CPT diocese de Marabá,
SPDDH, Fetagri e STR-Marabá relatam a tentativa frustrada do fazendeiro sair do
Brasil
O juiz Edmar Silva Pereira, da 1ª Vara do
Tribunal do Júri de Belém, decretou a prisão preventiva do fazendeiro Marlon
Lopes Pidde, acusado da chacina de 5 trabalhadores rurais no município de
Marabá, em 27/09/1985. O crime ficou conhecido como chacina da Fazenda
Princesa. O processo já tramita na justiça paraense ha 28 anos e, até agora,
nenhum dos acusados foi julgado pelos crimes cometidos.
O
Ministério Público tomou conhecimento de que Marlon Pidde encontrava-se na sede
da Polícia Federal do Estado de São Paulo tentando tirar seu passaporte. O
acusado pretendia empreender fuga do Brasil e se furtar do julgamento que
deverá ser marcado nos próximos meses. Atendendo ao Pedido do MP, o juiz
decretou de imediato sua prisão preventiva.
O
Fazendeiro Marlon Pidde, acusado de ser o mandante do crime, passou 20 anos
foragido. Foi preso pela Polícia Federal no final de 2006. Na época, estava
residindo em São Paulo e usava nome falso. O fazendeiro passou apenas 4 anos e
8 meses preso. Em Agosto de 2011, o STJ mandou soltar Marlon alegando demora da
Justiça Paraense em levá-lo a julgamento.
Logo
após sua prisão, os advogados da CPT e da SPDDH (que atuam na assistência da
acusação), em conjunto com o Ministério Público, ingressaram com Pedido de Desaforamento
do julgamento para a comarca da Capital em junho de 2007, no entanto, o
Tribunal só julgou o pedido no dia 08 de fevereiro de 2010, ou seja, quase 3
anos para julgar um recurso que deveria ser julgado em menos de 6 meses. Em seguida, a defesa de Marlon interpôs os
recursos Especial e Extraordinário contra a decisão do Tribunal que desaforou o
julgamento para Belém. Novamente o Tribunal demorou, exageradamente, apenas
para se manifestar sobre se admitia ou não os recursos. Foi mais de um ano para
uma simples manifestação. Somando os dois prazos, o processo passou mais de 4
anos nos corredores do Tribunal. Uma demora sem qualquer justificativa. Era o
argumento que a defesa de Marlon esperava e precisava para pedir sua liberdade
com fundamento no excesso de prazo de sua prisão.
O
caso ficou conhecido a nível nacional e internacional, em razão da crueldade
usada pelos assassinos, chefiados por Marlon, para matar as vítimas. Os cinco
trabalhadores foram sequestrados em suas casas, amarrados, torturados durante
dois dias e assassinados com vários tiros. Depois de mortos, os corpos foram
presos uns aos outros com cordas e amarrados a pedras no fundo do rio Itacaiúnas.

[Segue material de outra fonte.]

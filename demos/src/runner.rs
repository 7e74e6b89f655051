//! Scenario runner: parse, build the oracle, search, chart.

use console::style;
use tracing::info;

use qsat_adapter_sim::SimulatorBackend;
use qsat_hal::{Counts, Histogram, HistogramOrder};
use qsat_search::{
    AmplificationProblem, Grover, GroverResult, PhaseOracle, SearchResult, Synthesis,
    success_probability,
};

use crate::scenarios::Scenario;
use crate::{print_result, print_section};

/// Outcome of one scenario run.
#[derive(Debug, Clone)]
pub struct DemoOutcome {
    /// Scenario name.
    pub name: &'static str,
    /// Expression as parsed.
    pub expression: String,
    /// Variable names, qubit order.
    pub variables: Vec<String>,
    /// Satisfying bitstrings by classical enumeration.
    pub classical_solutions: Vec<String>,
    /// Grover search result.
    pub result: GroverResult,
    /// Theoretical success probability of the last power.
    pub expected_probability: f64,
    /// Share of final-round shots that satisfy the expression.
    pub good_fraction: f64,
    /// Histogram of the final round, solutions marked.
    pub histogram: Histogram,
}

/// Runs catalog scenarios on the statevector simulator.
#[derive(Debug, Clone)]
pub struct DemoRunner {
    /// Shots per round.
    pub shots: u32,
    /// Seed for simulator and sampling.
    pub seed: Option<u64>,
    /// Use the optimal power instead of the growth schedule.
    pub optimal: bool,
    /// Oracle synthesis.
    pub synthesis: Synthesis,
    /// Histogram rows shown.
    pub max_rows: usize,
}

impl Default for DemoRunner {
    fn default() -> Self {
        Self {
            shots: 1024,
            seed: None,
            optimal: true,
            synthesis: Synthesis::Anf,
            max_rows: 16,
        }
    }
}

impl DemoRunner {
    /// Create a runner with default settings.
    pub fn new() -> Self {
        Self::default()
    }

    /// Set the number of shots.
    pub fn with_shots(mut self, shots: u32) -> Self {
        self.shots = shots;
        self
    }

    /// Set the seed.
    pub fn with_seed(mut self, seed: u64) -> Self {
        self.seed = Some(seed);
        self
    }

    /// Choose between the optimal power and the growth schedule.
    pub fn with_optimal(mut self, optimal: bool) -> Self {
        self.optimal = optimal;
        self
    }

    /// Set the oracle synthesis.
    pub fn with_synthesis(mut self, synthesis: Synthesis) -> Self {
        self.synthesis = synthesis;
        self
    }

    /// Run one scenario end to end.
    pub async fn run(&self, scenario: &Scenario) -> SearchResult<DemoOutcome> {
        let expr = scenario.expression()?;
        let oracle = PhaseOracle::with_synthesis(expr, self.synthesis)?;
        let problem = AmplificationProblem::from_oracle(&oracle);
        let num_solutions = oracle.truth_table().count_satisfying();

        let mut grover = Grover::default().with_shots(self.shots);
        // Unsatisfiable problems have no optimal power; fall back to growth.
        if self.optimal && num_solutions > 0 {
            grover = grover.with_optimal(num_solutions);
        }
        let mut backend = SimulatorBackend::new();
        if let Some(seed) = self.seed {
            grover = grover.with_seed(seed);
            backend = backend.with_seed(seed);
        }

        let result = grover.amplify(&backend, &problem).await?;
        info!(
            scenario = scenario.name,
            rounds = result.rounds(),
            found = result.oracle_evaluation,
            "scenario finished"
        );

        let last_power = result.applied_powers.last().copied().unwrap_or(0);
        let expected_probability =
            success_probability(num_solutions, oracle.num_qubits(), last_power);
        let (good_fraction, histogram) = match result.final_counts() {
            Some(counts) => (
                counts.fraction_where(|bits| problem.is_good(bits)),
                Histogram::new(
                    counts,
                    HistogramOrder::Bitstring,
                    Some(self.max_rows),
                    Histogram::DEFAULT_WIDTH,
                )
                .mark_with(|bits| problem.is_good(bits)),
            ),
            None => (0.0, Histogram::from_counts(&Counts::new())),
        };

        Ok(DemoOutcome {
            name: scenario.name,
            expression: oracle.expression().to_string(),
            variables: oracle.variables().to_vec(),
            classical_solutions: oracle.truth_table().satisfying_bitstrings(),
            result,
            expected_probability,
            good_fraction,
            histogram,
        })
    }
}

/// Print an outcome the way the walkthrough shows it.
pub fn print_outcome(outcome: &DemoOutcome) {
    print_section("Problem");
    print_result("Expression", style(&outcome.expression).green());
    print_result("Variables", outcome.variables.join(", "));
    print_result(
        "Classical solutions",
        format!(
            "{} of {}",
            outcome.classical_solutions.len(),
            1u64 << outcome.variables.len()
        ),
    );

    print_section("Grover search");
    print_result("Powers", format!("{:?}", outcome.result.applied_powers));
    print_result(
        "Expected success",
        format!("{:.1}%", outcome.expected_probability * 100.0),
    );
    print_result(
        "Observed success",
        format!("{:.1}%", outcome.good_fraction * 100.0),
    );
    match outcome.result.solution() {
        Some(bits) => print_result("Solution", style(bits).cyan().bold()),
        None => print_result("Solution", style("none found").red()),
    }

    print_section("Histogram");
    for row in outcome.histogram.rows() {
        let mark = if row.marked { " ✓" } else { "" };
        println!(
            "  {}: {:>5} {}{}",
            style(&row.bitstring).cyan(),
            row.count,
            style("█".repeat(row.bar_len)).blue(),
            style(mark).green().bold()
        );
    }
    if outcome.histogram.hidden() > 0 {
        println!("  ... and {} more outcomes", outcome.histogram.hidden());
    }
}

Os corpos só foram localizados mais de uma semana após o crime. O caso foi
levado à Comissão Interamericana de Direitos Humanos da OEA, onde tramita um
processo contra o Estado brasileiro.
Espera-se
agora que o júri seja imediatamente marcado e que o fazendeiro Marlon e seu
gerente José de Sousa Gomes prestem contas dos crimes cometidos.